> **What needs to be done**
Match on the string "without" in the entries below and return every matching line.

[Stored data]
=== Begin Enclosure ===
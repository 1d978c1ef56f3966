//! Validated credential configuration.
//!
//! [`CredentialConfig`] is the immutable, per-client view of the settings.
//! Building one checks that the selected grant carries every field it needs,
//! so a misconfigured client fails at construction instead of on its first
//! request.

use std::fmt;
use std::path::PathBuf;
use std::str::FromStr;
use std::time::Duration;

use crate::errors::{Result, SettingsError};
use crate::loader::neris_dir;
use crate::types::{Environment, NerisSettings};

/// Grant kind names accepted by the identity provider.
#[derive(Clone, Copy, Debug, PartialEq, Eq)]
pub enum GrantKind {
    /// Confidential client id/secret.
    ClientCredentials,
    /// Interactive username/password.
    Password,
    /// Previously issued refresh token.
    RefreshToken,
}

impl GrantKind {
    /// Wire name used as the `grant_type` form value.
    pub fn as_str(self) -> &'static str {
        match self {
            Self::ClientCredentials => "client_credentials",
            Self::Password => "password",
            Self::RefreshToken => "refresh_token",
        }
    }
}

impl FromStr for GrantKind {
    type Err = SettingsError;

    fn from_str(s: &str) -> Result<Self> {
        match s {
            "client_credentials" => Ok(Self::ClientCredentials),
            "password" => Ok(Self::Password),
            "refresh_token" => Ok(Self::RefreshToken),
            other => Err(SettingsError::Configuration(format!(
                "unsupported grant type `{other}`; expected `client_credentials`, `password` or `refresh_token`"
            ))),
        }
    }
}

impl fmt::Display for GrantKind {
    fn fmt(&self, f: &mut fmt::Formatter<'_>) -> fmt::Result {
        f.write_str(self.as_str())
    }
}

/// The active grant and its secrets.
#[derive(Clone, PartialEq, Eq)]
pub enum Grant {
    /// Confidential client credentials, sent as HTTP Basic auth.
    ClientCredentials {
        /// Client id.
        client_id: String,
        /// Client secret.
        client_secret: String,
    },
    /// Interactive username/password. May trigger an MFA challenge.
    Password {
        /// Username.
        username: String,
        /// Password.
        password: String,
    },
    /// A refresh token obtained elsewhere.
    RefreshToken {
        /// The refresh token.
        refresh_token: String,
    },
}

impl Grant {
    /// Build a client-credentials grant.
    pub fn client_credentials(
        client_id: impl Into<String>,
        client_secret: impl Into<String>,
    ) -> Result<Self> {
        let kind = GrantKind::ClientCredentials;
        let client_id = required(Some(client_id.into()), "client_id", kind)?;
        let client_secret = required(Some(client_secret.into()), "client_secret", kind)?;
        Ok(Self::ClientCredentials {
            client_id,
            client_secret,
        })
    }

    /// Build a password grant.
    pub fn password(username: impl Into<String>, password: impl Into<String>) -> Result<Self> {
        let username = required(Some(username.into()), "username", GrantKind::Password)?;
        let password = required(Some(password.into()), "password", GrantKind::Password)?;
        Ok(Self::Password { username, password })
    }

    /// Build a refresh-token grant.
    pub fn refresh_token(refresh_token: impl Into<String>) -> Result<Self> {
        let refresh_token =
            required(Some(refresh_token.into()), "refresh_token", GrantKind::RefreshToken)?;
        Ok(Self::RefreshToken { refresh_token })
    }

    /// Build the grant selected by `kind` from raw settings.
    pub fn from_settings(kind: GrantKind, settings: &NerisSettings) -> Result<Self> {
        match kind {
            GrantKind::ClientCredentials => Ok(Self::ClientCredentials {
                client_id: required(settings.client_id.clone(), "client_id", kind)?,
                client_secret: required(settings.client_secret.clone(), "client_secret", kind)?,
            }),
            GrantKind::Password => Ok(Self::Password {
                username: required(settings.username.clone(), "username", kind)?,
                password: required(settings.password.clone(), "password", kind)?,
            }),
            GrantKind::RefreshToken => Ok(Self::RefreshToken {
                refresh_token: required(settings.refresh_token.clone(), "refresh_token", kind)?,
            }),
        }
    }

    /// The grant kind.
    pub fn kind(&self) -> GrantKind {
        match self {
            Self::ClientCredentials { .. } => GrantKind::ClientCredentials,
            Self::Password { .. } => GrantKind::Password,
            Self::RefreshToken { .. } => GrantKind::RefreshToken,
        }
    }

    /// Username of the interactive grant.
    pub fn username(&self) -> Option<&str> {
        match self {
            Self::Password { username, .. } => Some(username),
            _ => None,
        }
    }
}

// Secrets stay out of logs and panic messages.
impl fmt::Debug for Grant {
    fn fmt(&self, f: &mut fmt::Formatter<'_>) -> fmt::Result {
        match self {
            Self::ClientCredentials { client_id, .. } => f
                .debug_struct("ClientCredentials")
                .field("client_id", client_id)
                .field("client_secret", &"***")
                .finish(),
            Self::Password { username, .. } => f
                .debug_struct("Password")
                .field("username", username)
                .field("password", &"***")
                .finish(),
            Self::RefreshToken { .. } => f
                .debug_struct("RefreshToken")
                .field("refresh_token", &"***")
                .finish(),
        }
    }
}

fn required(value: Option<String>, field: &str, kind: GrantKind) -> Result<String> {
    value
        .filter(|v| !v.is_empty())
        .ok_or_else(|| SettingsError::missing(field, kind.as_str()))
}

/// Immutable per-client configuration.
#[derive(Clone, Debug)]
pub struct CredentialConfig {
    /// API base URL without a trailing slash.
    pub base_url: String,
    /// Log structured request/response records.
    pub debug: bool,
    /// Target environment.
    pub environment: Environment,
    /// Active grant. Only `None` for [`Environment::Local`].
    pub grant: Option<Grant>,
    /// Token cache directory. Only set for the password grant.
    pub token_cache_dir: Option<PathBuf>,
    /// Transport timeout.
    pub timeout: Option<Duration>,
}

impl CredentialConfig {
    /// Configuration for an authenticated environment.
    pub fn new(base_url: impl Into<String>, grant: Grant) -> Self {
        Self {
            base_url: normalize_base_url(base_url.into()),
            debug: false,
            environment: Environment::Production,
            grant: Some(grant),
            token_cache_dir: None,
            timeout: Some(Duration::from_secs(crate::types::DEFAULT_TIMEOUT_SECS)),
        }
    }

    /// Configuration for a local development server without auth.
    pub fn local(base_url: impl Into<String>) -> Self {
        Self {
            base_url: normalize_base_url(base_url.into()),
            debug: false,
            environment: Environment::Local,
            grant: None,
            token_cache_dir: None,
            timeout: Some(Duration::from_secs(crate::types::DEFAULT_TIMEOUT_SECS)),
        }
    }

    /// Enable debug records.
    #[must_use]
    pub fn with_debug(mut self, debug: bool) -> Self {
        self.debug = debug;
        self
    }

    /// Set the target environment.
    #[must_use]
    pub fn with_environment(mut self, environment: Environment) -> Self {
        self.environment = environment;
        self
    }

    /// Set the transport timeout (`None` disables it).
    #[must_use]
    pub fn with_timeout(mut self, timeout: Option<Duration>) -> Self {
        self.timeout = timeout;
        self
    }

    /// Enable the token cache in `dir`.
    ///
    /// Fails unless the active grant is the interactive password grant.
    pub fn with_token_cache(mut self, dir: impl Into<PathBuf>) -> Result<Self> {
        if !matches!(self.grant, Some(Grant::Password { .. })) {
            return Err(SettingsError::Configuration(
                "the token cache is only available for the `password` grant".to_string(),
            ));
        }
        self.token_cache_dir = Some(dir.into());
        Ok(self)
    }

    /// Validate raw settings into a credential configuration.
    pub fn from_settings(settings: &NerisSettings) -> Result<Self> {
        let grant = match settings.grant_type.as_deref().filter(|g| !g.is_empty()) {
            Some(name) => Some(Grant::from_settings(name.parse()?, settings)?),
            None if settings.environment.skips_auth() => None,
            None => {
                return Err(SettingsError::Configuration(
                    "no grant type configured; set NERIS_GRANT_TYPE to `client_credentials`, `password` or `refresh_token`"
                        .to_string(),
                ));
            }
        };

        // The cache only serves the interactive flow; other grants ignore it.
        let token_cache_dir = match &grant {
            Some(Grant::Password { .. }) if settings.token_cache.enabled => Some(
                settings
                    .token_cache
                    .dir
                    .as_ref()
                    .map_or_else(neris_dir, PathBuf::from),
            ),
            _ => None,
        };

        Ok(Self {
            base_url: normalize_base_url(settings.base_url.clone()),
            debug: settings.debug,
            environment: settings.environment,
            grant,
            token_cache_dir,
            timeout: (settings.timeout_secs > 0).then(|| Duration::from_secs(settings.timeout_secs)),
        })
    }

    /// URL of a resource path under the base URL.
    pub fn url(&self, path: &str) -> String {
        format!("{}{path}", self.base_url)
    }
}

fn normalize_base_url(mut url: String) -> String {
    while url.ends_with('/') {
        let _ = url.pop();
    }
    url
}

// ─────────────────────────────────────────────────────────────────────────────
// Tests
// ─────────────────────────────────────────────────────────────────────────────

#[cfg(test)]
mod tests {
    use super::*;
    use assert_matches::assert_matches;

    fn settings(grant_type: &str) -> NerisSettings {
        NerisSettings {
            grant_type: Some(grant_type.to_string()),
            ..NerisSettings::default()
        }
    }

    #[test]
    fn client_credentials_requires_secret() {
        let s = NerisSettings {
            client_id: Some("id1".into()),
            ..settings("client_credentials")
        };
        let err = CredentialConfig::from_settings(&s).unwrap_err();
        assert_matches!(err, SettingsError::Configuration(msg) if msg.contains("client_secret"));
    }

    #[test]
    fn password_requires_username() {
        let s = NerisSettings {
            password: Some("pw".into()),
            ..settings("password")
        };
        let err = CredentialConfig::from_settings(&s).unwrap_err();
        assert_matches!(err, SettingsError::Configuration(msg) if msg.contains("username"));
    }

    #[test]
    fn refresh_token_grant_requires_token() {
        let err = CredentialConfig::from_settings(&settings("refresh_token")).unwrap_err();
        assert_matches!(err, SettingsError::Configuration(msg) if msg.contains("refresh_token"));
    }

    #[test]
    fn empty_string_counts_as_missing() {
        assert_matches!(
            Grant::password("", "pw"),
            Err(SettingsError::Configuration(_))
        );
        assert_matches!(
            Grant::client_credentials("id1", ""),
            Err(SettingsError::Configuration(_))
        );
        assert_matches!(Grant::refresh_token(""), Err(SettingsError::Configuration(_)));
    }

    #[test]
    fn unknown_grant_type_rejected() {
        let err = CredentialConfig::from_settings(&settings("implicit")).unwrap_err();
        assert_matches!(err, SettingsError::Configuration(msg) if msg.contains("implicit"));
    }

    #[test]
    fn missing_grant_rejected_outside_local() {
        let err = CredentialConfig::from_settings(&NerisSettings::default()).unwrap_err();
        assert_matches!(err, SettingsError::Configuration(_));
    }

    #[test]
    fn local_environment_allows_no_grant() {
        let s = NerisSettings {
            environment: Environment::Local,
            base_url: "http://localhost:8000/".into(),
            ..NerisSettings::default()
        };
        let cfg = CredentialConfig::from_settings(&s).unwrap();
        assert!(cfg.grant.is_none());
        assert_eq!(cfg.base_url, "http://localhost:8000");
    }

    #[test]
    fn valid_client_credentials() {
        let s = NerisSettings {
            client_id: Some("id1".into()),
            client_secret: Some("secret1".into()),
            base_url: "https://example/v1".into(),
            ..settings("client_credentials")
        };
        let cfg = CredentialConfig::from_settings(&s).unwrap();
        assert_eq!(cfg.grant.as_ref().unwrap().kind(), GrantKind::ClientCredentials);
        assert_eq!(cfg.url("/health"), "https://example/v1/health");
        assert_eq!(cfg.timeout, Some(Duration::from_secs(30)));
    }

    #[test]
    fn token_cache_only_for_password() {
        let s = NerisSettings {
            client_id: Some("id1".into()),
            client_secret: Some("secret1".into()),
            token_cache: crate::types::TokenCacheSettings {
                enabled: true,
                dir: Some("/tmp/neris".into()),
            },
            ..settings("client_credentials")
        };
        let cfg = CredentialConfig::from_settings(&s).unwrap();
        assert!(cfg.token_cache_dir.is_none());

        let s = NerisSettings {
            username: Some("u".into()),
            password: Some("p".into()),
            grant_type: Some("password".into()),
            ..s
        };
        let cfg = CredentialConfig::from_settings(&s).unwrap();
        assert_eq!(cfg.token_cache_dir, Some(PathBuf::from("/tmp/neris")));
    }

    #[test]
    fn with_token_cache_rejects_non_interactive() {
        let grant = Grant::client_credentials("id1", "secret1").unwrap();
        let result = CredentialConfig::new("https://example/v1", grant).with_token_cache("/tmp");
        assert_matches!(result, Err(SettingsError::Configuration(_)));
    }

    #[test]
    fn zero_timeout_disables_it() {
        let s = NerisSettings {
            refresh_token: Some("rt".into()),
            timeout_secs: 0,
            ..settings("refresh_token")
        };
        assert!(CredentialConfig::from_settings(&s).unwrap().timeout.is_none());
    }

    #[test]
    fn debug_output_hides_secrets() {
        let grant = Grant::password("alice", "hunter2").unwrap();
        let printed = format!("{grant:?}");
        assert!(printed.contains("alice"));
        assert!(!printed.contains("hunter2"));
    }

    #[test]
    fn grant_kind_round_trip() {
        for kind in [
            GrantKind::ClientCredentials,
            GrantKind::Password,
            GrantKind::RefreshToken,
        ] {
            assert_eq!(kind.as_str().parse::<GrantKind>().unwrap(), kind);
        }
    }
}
=== End Enclosure ===
> **Result**
    /// API base URL without a trailing slash.
    /// Configuration for a local development server without auth.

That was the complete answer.